[Saved data entries]
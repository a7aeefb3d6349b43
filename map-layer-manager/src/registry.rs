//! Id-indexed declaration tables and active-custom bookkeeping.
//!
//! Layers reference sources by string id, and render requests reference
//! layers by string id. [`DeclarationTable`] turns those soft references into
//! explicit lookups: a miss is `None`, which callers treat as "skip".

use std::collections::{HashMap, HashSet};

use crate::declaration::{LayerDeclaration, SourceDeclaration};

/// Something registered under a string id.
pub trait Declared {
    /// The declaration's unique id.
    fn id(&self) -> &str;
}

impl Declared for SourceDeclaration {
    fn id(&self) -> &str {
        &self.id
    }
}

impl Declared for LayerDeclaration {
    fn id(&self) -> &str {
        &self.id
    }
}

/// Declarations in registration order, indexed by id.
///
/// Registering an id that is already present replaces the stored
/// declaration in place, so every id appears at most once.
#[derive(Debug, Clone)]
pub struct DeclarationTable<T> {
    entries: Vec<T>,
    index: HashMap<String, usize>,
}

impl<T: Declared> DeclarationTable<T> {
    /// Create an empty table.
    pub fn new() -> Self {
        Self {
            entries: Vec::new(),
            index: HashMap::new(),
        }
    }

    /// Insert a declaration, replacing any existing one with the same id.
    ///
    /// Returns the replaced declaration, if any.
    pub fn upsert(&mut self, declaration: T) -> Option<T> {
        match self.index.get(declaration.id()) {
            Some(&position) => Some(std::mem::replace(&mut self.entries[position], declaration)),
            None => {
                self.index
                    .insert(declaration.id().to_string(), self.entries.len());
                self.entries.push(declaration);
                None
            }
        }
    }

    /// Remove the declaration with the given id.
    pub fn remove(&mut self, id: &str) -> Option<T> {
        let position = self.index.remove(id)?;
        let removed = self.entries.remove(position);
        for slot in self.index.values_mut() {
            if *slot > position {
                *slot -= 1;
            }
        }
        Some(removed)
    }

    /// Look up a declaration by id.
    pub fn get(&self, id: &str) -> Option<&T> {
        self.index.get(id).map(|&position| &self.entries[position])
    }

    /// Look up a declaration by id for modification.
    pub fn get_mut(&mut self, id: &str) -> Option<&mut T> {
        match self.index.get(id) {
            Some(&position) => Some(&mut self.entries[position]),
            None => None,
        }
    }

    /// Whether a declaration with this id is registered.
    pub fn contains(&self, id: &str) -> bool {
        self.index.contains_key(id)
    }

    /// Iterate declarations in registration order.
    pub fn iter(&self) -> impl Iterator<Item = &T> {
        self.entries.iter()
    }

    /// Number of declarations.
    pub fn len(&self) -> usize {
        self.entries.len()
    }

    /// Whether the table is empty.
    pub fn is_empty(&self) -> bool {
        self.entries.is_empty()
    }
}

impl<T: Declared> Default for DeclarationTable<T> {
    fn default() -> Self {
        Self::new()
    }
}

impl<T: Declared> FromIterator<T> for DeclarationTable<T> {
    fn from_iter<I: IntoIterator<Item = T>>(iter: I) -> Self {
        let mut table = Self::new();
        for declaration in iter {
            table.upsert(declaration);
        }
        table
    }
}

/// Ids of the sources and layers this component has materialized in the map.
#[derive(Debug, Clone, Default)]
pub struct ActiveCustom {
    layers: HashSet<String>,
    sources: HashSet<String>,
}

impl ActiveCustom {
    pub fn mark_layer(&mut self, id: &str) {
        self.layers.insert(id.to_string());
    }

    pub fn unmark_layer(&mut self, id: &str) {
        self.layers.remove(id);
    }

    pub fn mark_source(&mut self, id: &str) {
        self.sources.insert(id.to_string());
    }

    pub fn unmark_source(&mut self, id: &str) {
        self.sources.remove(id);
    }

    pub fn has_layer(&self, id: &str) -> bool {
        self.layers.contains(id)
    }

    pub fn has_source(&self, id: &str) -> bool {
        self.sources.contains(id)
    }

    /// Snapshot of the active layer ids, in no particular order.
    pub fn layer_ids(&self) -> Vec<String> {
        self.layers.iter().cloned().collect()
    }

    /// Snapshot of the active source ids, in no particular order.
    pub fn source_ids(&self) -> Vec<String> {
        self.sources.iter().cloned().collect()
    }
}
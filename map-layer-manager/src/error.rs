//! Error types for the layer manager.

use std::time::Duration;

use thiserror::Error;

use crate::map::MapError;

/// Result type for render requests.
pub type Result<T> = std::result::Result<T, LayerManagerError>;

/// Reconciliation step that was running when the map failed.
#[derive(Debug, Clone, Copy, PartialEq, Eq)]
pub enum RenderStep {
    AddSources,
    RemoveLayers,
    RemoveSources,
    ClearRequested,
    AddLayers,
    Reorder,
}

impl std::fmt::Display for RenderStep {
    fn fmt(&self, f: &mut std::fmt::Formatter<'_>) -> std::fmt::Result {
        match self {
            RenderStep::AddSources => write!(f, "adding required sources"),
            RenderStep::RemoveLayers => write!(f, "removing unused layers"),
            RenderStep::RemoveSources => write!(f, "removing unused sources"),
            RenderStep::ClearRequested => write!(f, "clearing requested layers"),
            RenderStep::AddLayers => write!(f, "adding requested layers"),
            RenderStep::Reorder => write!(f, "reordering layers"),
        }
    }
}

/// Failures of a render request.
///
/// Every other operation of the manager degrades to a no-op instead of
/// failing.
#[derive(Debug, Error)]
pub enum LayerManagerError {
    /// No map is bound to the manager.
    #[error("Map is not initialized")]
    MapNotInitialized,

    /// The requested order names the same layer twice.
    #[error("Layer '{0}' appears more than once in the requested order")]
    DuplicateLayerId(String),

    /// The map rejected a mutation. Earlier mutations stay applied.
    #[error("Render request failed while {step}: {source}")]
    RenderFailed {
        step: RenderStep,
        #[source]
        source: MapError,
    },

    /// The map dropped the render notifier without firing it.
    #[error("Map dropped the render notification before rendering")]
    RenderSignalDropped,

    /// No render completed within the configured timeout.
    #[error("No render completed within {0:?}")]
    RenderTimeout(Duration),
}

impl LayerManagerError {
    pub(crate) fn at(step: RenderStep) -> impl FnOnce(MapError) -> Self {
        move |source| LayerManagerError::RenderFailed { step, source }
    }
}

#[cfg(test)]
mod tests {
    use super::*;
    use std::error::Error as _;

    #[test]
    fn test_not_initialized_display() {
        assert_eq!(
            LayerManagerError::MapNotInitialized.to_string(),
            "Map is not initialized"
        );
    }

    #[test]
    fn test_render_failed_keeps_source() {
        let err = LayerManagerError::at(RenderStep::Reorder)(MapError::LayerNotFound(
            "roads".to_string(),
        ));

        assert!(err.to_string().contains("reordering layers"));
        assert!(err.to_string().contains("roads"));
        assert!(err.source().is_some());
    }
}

_What the exercise asks:_ Write the data above out again in full, with every word as given.

_Result:_
repository a7aeefb3d6349b43
filename map-layer-manager/src/registry.rs
//! Id-indexed declaration tables and active-custom bookkeeping.
//!
//! Layers reference sources by string id, and render requests reference
//! layers by string id. [`DeclarationTable`] turns those soft references into
//! explicit lookups: a miss is `None`, which callers treat as "skip".

use std::collections::{HashMap, HashSet};

use crate::declaration::{LayerDeclaration, SourceDeclaration};

/// Something registered under a string id.
pub trait Declared {
    /// The declaration's unique id.
    fn id(&self) -> &str;
}

impl Declared for SourceDeclaration {
    fn id(&self) -> &str {
        &self.id
    }
}

impl Declared for LayerDeclaration {
    fn id(&self) -> &str {
        &self.id
    }
}

/// Declarations in registration order, indexed by id.
///
/// Registering an id that is already present replaces the stored
/// declaration in place, so every id appears at most once.
#[derive(Debug, Clone)]
pub struct DeclarationTable<T> {
    entries: Vec<T>,
    index: HashMap<String, usize>,
}

impl<T: Declared> DeclarationTable<T> {
    /// Create an empty table.
    pub fn new() -> Self {
        Self {
            entries: Vec::new(),
            index: HashMap::new(),
        }
    }

    /// Insert a declaration, replacing any existing one with the same id.
    ///
    /// Returns the replaced declaration, if any.
    pub fn upsert(&mut self, declaration: T) -> Option<T> {
        match self.index.get(declaration.id()) {
            Some(&position) => Some(std::mem::replace(&mut self.entries[position], declaration)),
            None => {
                self.index
                    .insert(declaration.id().to_string(), self.entries.len());
                self.entries.push(declaration);
                None
            }
        }
    }

    /// Remove the declaration with the given id.
    pub fn remove(&mut self, id: &str) -> Option<T> {
        let position = self.index.remove(id)?;
        let removed = self.entries.remove(position);
        for slot in self.index.values_mut() {
            if *slot > position {
                *slot -= 1;
            }
        }
        Some(removed)
    }

    /// Look up a declaration by id.
    pub fn get(&self, id: &str) -> Option<&T> {
        self.index.get(id).map(|&position| &self.entries[position])
    }

    /// Look up a declaration by id for modification.
    pub fn get_mut(&mut self, id: &str) -> Option<&mut T> {
        match self.index.get(id) {
            Some(&position) => Some(&mut self.entries[position]),
            None => None,
        }
    }

    /// Whether a declaration with this id is registered.
    pub fn contains(&self, id: &str) -> bool {
        self.index.contains_key(id)
    }

    /// Iterate declarations in registration order.
    pub fn iter(&self) -> impl Iterator<Item = &T> {
        self.entries.iter()
    }

    /// Number of declarations.
    pub fn len(&self) -> usize {
        self.entries.len()
    }

    /// Whether the table is empty.
    pub fn is_empty(&self) -> bool {
        self.entries.is_empty()
    }
}

impl<T: Declared> Default for DeclarationTable<T> {
    fn default() -> Self {
        Self::new()
    }
}

impl<T: Declared> FromIterator<T> for DeclarationTable<T> {
    fn from_iter<I: IntoIterator<Item = T>>(iter: I) -> Self {
        let mut table = Self::new();
        for declaration in iter {
            table.upsert(declaration);
        }
        table
    }
}

/// Ids of the sources and layers this component has materialized in the map.
#[derive(Debug, Clone, Default)]
pub struct ActiveCustom {
    layers: HashSet<String>,
    sources: HashSet<String>,
}

impl ActiveCustom {
    pub fn mark_layer(&mut self, id: &str) {
        self.layers.insert(id.to_string());
    }

    pub fn unmark_layer(&mut self, id: &str) {
        self.layers.remove(id);
    }

    pub fn mark_source(&mut self, id: &str) {
        self.sources.insert(id.to_string());
    }

    pub fn unmark_source(&mut self, id: &str) {
        self.sources.remove(id);
    }

    pub fn has_layer(&self, id: &str) -> bool {
        self.layers.contains(id)
    }

    pub fn has_source(&self, id: &str) -> bool {
        self.sources.contains(id)
    }

    /// Snapshot of the active layer ids, in no particular order.
    pub fn layer_ids(&self) -> Vec<String> {
        self.layers.iter().cloned().collect()
    }

    /// Snapshot of the active source ids, in no particular order.
    pub fn source_ids(&self) -> Vec<String> {
        self.sources.iter().cloned().collect()
    }
}
filename map-layer-manager/src/error.rs
//! Error types for the layer manager.

use std::time::Duration;

use thiserror::Error;

use crate::map::MapError;

/// Result type for render requests.
pub type Result<T> = std::result::Result<T, LayerManagerError>;

/// Reconciliation step that was running when the map failed.
#[derive(Debug, Clone, Copy, PartialEq, Eq)]
pub enum RenderStep {
    AddSources,
    RemoveLayers,
    RemoveSources,
    ClearRequested,
    AddLayers,
    Reorder,
}

impl std::fmt::Display for RenderStep {
    fn fmt(&self, f: &mut std::fmt::Formatter<'_>) -> std::fmt::Result {
        match self {
            RenderStep::AddSources => write!(f, "adding required sources"),
            RenderStep::RemoveLayers => write!(f, "removing unused layers"),
            RenderStep::RemoveSources => write!(f, "removing unused sources"),
            RenderStep::ClearRequested => write!(f, "clearing requested layers"),
            RenderStep::AddLayers => write!(f, "adding requested layers"),
            RenderStep::Reorder => write!(f, "reordering layers"),
        }
    }
}

/// Failures of a render request.
///
/// Every other operation of the manager degrades to a no-op instead of
/// failing.
#[derive(Debug, Error)]
pub enum LayerManagerError {
    /// No map is bound to the manager.
    #[error("Map is not initialized")]
    MapNotInitialized,

    /// The requested order names the same layer twice.
    #[error("Layer '{0}' appears more than once in the requested order")]
    DuplicateLayerId(String),

    /// The map rejected a mutation. Earlier mutations stay applied.
    #[error("Render request failed while {step}: {source}")]
    RenderFailed {
        step: RenderStep,
        #[source]
        source: MapError,
    },

    /// The map dropped the render notifier without firing it.
    #[error("Map dropped the render notification before rendering")]
    RenderSignalDropped,

    /// No render completed within the configured timeout.
    #[error("No render completed within {0:?}")]
    RenderTimeout(Duration),
}

impl LayerManagerError {
    pub(crate) fn at(step: RenderStep) -> impl FnOnce(MapError) -> Self {
        move |source| LayerManagerError::RenderFailed { step, source }
    }
}

#[cfg(test)]
mod tests {
    use super::*;
    use std::error::Error as _;

    #[test]
    fn test_not_initialized_display() {
        assert_eq!(
            LayerManagerError::MapNotInitialized.to_string(),
            "Map is not initialized"
        );
    }

    #[test]
    fn test_render_failed_keeps_source() {
        let err = LayerManagerError::at(RenderStep::Reorder)(MapError::LayerNotFound(
            "roads".to_string(),
        ));

        assert!(err.to_string().contains("reordering layers"));
        assert!(err.to_string().contains("roads"));
        assert!(err.source().is_some());
    }
}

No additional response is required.